> _WORK ITEM_
The entries below contain a line with "-> Result<Vec<Option<VwapPoint>>, EngineError>" and a line with "let tp_window = &typical[start..=i];". Retype exactly everything from the first down to the second, both included, and nothing else.

--- START ---

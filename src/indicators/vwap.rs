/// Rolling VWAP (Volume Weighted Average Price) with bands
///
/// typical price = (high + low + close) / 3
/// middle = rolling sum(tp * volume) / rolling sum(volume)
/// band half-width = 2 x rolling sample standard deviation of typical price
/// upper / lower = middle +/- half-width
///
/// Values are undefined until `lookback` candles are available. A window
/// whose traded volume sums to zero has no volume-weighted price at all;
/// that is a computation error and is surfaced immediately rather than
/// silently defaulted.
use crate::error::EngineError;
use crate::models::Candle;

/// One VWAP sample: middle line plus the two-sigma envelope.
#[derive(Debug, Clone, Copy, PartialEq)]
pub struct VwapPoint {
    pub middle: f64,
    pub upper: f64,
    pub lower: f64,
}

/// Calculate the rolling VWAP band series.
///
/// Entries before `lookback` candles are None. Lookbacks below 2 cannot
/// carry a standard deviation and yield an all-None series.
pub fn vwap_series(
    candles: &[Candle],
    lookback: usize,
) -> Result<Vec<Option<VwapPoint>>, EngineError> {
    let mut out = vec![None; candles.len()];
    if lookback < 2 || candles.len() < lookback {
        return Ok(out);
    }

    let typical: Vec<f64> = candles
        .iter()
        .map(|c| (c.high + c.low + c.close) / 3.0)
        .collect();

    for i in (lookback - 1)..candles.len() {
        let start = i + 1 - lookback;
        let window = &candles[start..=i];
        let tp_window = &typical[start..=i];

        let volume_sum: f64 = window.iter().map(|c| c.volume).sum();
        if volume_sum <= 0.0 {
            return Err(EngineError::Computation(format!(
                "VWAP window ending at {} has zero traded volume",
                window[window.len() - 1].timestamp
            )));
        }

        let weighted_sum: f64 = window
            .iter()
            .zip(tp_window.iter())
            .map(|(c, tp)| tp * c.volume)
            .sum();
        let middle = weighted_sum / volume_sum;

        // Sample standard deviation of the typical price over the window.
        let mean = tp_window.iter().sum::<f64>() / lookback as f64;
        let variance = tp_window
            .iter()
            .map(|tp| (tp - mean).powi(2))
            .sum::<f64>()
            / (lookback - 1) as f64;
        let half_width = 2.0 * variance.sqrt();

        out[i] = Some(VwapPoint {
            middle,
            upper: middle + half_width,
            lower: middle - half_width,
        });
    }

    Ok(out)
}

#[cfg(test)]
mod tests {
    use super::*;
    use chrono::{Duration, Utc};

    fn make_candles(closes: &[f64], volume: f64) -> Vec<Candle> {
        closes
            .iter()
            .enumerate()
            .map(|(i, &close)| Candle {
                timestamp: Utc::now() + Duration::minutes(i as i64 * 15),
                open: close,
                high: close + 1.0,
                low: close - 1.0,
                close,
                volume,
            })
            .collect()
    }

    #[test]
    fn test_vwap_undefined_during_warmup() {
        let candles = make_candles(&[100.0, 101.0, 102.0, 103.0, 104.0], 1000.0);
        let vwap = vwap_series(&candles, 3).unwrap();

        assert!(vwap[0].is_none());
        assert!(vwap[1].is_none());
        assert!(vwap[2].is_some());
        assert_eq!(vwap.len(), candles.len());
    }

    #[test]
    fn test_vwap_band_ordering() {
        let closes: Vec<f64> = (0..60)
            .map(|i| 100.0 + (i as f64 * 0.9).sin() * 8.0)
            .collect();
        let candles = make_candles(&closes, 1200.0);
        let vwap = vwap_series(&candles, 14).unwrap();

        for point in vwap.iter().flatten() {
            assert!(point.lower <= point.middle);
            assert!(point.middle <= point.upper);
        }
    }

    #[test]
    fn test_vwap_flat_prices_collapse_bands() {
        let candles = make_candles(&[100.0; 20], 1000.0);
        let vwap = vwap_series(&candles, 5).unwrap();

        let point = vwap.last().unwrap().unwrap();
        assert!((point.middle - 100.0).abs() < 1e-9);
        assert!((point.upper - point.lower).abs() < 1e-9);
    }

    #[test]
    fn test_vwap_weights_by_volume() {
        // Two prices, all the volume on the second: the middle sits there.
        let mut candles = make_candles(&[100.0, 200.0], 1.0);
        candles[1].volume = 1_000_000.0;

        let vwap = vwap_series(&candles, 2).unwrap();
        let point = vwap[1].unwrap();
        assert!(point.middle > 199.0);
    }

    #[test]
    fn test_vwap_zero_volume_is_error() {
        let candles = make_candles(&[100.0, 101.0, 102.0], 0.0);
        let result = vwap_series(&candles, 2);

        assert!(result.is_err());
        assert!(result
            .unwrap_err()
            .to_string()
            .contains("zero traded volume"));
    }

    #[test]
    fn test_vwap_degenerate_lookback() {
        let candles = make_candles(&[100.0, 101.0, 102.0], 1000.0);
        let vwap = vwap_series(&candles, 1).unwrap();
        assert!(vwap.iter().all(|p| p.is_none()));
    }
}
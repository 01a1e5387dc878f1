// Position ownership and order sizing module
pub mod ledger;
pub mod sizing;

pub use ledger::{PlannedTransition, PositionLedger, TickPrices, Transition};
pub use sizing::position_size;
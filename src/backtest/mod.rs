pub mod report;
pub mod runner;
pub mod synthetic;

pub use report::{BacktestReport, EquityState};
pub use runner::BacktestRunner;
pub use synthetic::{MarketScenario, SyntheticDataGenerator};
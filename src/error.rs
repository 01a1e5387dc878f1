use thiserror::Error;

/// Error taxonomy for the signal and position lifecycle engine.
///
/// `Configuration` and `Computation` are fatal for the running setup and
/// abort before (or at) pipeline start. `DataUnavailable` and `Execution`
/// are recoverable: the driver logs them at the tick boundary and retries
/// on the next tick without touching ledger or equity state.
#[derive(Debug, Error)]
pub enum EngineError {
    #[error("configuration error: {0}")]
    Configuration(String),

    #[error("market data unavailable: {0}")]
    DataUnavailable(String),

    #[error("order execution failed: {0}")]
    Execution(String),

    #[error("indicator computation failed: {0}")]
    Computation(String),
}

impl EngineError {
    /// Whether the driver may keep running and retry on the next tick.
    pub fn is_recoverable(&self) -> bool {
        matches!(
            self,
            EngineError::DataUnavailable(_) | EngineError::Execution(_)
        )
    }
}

--- END ---

> _FINISHED TASK_
) -> Result<Vec<Option<VwapPoint>>, EngineError> {
    let mut out = vec![None; candles.len()];
    if lookback < 2 || candles.len() < lookback {
        return Ok(out);
    }

    let typical: Vec<f64> = candles
        .iter()
        .map(|c| (c.high + c.low + c.close) / 3.0)
        .collect();

    for i in (lookback - 1)..candles.len() {
        let start = i + 1 - lookback;
        let window = &candles[start..=i];
        let tp_window = &typical[start..=i];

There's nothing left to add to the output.